Revenue, including share of joint ventures and associates, during the period was £164.0 million (2008: £106.9 million), with a profit from operations of £6.8 million (2008: £8.1 million). 


The significant increase in revenue reflects our focus on this area of activity and the operation delivered upper quartile industry margins. The profit in 2008 was exceptional, reflecting the receipt of a number of one off project bonuses for projects completed ahead of schedule.


The order book has been maintained since the beginning of the year at £0.9 billion and the level of tendering activity remains high.


Costain was awarded an Early Contractor Involvement (ECI) contract by Neath Port Talbot County Borough Council for the Port Talbot Peripheral Distributor Road ('PDR') Stage 2 project. The total construction budget for the scheme is £84 million. Design work started in March and the approximately three years of construction works are due to begin in Spring 2010.


The Group was awarded a number of contracts by the Highways Agency in the first half including the initial phase of the £85 million refurbishment of the M53 Bidston Moss viaduct. In addition, and reflecting the Group's increasing emphasis on maintenance activities, we secured in joint venture a position on a new managed works framework contract covering the East and South East of England. The contract will include maintenance and improvement works, including resurfacing roads and maintaining bridges. We also secured in joint venture the five-year £200 million Managing Agent Contract ('MAC') 12, our third such maintenance contract.


In rail, Costain, in joint venture, was selected as one of several contractors for Crossrail's advance works civils framework agreement, which has a potential value in excess of £250 million over a four-year period.

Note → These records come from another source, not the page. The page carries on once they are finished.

//! SVG panel rendering with plotters
//!
//! Draws one [`PanelDescriptor`] into an SVG string. Heatmaps and long
//! curves are reduced for drawing only; the descriptor is never modified.

use plotters::coord::Shift;
use plotters::prelude::*;

use super::PanelStyle;
use crate::error::Result;
use crate::panel::{Axis, AxisScale, Curve, Heatmap, PanelDescriptor, PanelPayload};

type Area<'a> = DrawingArea<SVGBackend<'a>, Shift>;

/// Bokeh's Magma11 palette, dark to light
const MAGMA_11: [RGBColor; 11] = [
    RGBColor(0x00, 0x00, 0x03),
    RGBColor(0x14, 0x0D, 0x35),
    RGBColor(0x3B, 0x0F, 0x6F),
    RGBColor(0x63, 0x19, 0x7F),
    RGBColor(0x8C, 0x29, 0x80),
    RGBColor(0xB6, 0x36, 0x79),
    RGBColor(0xDD, 0x49, 0x68),
    RGBColor(0xF6, 0x6E, 0x5B),
    RGBColor(0xFD, 0x9F, 0x6C),
    RGBColor(0xFD, 0xCD, 0x90),
    RGBColor(0xFB, 0xFC, 0xBF),
];

/// Render a panel to a standalone SVG document
pub fn render_panel_svg(panel: &PanelDescriptor, style: &PanelStyle) -> Result<String> {
    let mut svg = String::new();
    {
        let root = SVGBackend::with_string(&mut svg, (style.width, style.height)).into_drawing_area();
        root.fill(&WHITE)?;
        match &panel.payload {
            PanelPayload::Heatmap(heatmap) => draw_heatmap(&root, panel, heatmap, style)?,
            PanelPayload::Curves { curves } => draw_curves(&root, panel, curves, style)?,
        }
        root.present()?;
    }
    Ok(svg)
}

fn draw_heatmap(
    root: &Area<'_>,
    panel: &PanelDescriptor,
    heatmap: &Heatmap,
    style: &PanelStyle,
) -> Result<()> {
    let x_bounds = axis_bounds(&panel.x_axis, heatmap.x.iter().copied(), false);
    let y_bounds = axis_bounds(&panel.y_axis, heatmap.y.iter().copied(), false);

    let mut chart = ChartBuilder::on(root)
        .caption(&panel.title, ("sans-serif", style.caption_size))
        .margin(10)
        .x_label_area_size(35)
        .y_label_area_size(60)
        .build_cartesian_2d(x_bounds.0..x_bounds.1, y_bounds.0..y_bounds.1)?;

    chart
        .configure_mesh()
        .disable_mesh()
        .x_desc(panel.x_axis.label.as_str())
        .y_desc(panel.y_axis.label.as_str())
        .draw()?;

    let low = heatmap.color_floor;
    let high = heatmap
        .max_value()
        .filter(|h| *h > low)
        .unwrap_or(low + 1.0);

    let cells = heatmap_cells(heatmap, x_bounds, y_bounds, style.max_heatmap_cells);
    chart.draw_series(cells.into_iter().map(|cell| {
        Rectangle::new(
            [(cell.x0, cell.y0), (cell.x1, cell.y1)],
            magma(cell.value, low, high).filled(),
        )
    }))?;

    Ok(())
}

fn draw_curves(
    root: &Area<'_>,
    panel: &PanelDescriptor,
    curves: &[Curve],
    style: &PanelStyle,
) -> Result<()> {
    let log_x = panel.x_axis.scale == AxisScale::Log;
    let project = |x: f64| if log_x { x.log10() } else { x };

    let series: Vec<(Vec<(f64, f64)>, &Curve)> = curves
        .iter()
        .map(|curve| {
            let points: Vec<(f64, f64)> = curve
                .x
                .iter()
                .zip(&curve.y)
                .filter(|(x, y)| x.is_finite() && y.is_finite() && (!log_x || **x > 0.0))
                .map(|(&x, &y)| (project(x), y))
                .collect();
            (decimate(&points, style.max_curve_points), curve)
        })
        .collect();

    let projected_axis = Axis {
        range: panel.x_axis.range.map(|(lo, hi)| (project(lo), project(hi))),
        ..panel.x_axis.clone()
    };
    let x_bounds = axis_bounds(
        &projected_axis,
        series.iter().flat_map(|(p, _)| p.iter().map(|pt| pt.0)),
        false,
    );
    let y_bounds = axis_bounds(
        &panel.y_axis,
        series.iter().flat_map(|(p, _)| p.iter().map(|pt| pt.1)),
        true,
    );

    let mut chart = ChartBuilder::on(root)
        .caption(&panel.title, ("sans-serif", style.caption_size))
        .margin(10)
        .x_label_area_size(35)
        .y_label_area_size(60)
        .build_cartesian_2d(x_bounds.0..x_bounds.1, y_bounds.0..y_bounds.1)?;

    let log_formatter = |v: &f64| format_tick(10f64.powf(*v));
    let mut mesh = chart.configure_mesh();
    mesh.x_desc(panel.x_axis.label.as_str())
        .y_desc(panel.y_axis.label.as_str());
    if log_x {
        mesh.x_label_formatter(&log_formatter);
    }
    mesh.draw()?;

    for (points, curve) in series {
        let color = RGBColor(curve.color.0, curve.color.1, curve.color.2).mix(curve.alpha);
        chart.draw_series(LineSeries::new(points, color.stroke_width(style.line_width)))?;
    }

    Ok(())
}

/// Display bounds: a valid explicit range wins, else the data extent
fn axis_bounds(axis: &Axis, data: impl Iterator<Item = f64>, pad: bool) -> (f64, f64) {
    if let Some((lo, hi)) = axis.range {
        if lo.is_finite() && hi.is_finite() && lo < hi {
            return (lo, hi);
        }
    }

    let extent = data
        .filter(|v| v.is_finite())
        .fold(None, |acc: Option<(f64, f64)>, v| {
            Some(acc.map_or((v, v), |(lo, hi)| (lo.min(v), hi.max(v))))
        });
    match extent {
        Some((lo, hi)) if lo < hi => {
            let margin = if pad { 0.05 * (hi - lo) } else { 0.0 };
            (lo - margin, hi + margin)
        }
        Some((v, _)) => (v - 1.0, v + 1.0),
        None => (0.0, 1.0),
    }
}

fn format_tick(hz: f64) -> String {
    if hz >= 1000.0 {
        format!("{:.0}k", hz / 1000.0)
    } else {
        format!("{:.0}", hz)
    }
}

/// Linear colour mapper over Magma11; values below `low` take the first colour
fn magma(value: f64, low: f64, high: f64) -> RGBColor {
    if value.is_nan() {
        return MAGMA_11[0];
    }
    let t = ((value - low) / (high - low)).clamp(0.0, 1.0);
    MAGMA_11[((t * MAGMA_11.len() as f64) as usize).min(MAGMA_11.len() - 1)]
}

/// Min/max-per-bucket reduction that keeps peaks visible
pub(crate) fn decimate(points: &[(f64, f64)], max_points: usize) -> Vec<(f64, f64)> {
    if max_points < 2 || points.len() <= max_points {
        return points.to_vec();
    }
    let bucket = points.len().div_ceil(max_points / 2);
    let mut out = Vec::with_capacity(max_points);
    for chunk in points.chunks(bucket) {
        let mut lo = 0;
        let mut hi = 0;
        for (i, p) in chunk.iter().enumerate() {
            if p.1 < chunk[lo].1 {
                lo = i;
            }
            if p.1 > chunk[hi].1 {
                hi = i;
            }
        }
        let (first, second) = if lo <= hi { (lo, hi) } else { (hi, lo) };
        out.push(chunk[first]);
        if second != first {
            out.push(chunk[second]);
        }
    }
    out
}

#[derive(Debug, Clone, Copy, PartialEq)]
struct Cell {
    x0: f64,
    x1: f64,
    y0: f64,
    y1: f64,
    value: f64,
}

/// Block-max reduction of the field to at most `max_cells` columns x rows,
/// spread evenly over the display bounds
fn heatmap_cells(
    heatmap: &Heatmap,
    x_bounds: (f64, f64),
    y_bounds: (f64, f64),
    max_cells: (usize, usize),
) -> Vec<Cell> {
    let nx = heatmap.x.len();
    let ny = heatmap.y.len();
    if nx == 0 || ny == 0 || heatmap.values.len() < ny {
        return Vec::new();
    }

    let sx = nx.div_ceil(max_cells.0.max(1));
    let sy = ny.div_ceil(max_cells.1.max(1));
    let bx = nx.div_ceil(sx);
    let by = ny.div_ceil(sy);
    let width = (x_bounds.1 - x_bounds.0) / bx as f64;
    let height = (y_bounds.1 - y_bounds.0) / by as f64;

    let mut cells = Vec::with_capacity(bx * by);
    for row in 0..by {
        for col in 0..bx {
            let value = heatmap.values[row * sy..((row + 1) * sy).min(ny)]
                .iter()
                .flat_map(|r| r.iter().skip(col * sx).take(sx))
                .fold(f64::NEG_INFINITY, |m, &v| m.max(v));
            cells.push(Cell {
                x0: x_bounds.0 + col as f64 * width,
                x1: x_bounds.0 + (col + 1) as f64 * width,
                y0: y_bounds.0 + row as f64 * height,
                y1: y_bounds.0 + (row + 1) as f64 * height,
                value,
            });
        }
    }
    cells
}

Work continued on the long-term contract for Manchester Airport Group and initial contracts were received from BAA for early works for upgrading facilities at Gatwick.


Progress has been maintained on a number of nuclear decommissioning projects at five facilities around the country and business development activities have commenced in anticipation of the nuclear new build programme.   


Community


This division, which consists of our building operations for customers in the health, education and retail sectors, is being scaled down as we continue to re-allocate resources to more attractive opportunities.


As a consequence, revenue during the period, including share of joint ventures and associates, was down 47% at £77.7 million (2008: £146.9 million), with a loss from operations of £5.2 million (2008: loss £2.6 million).


The order book has reduced to £0.15 billion since the beginning of the year and now represents just 6% of the Group's total. 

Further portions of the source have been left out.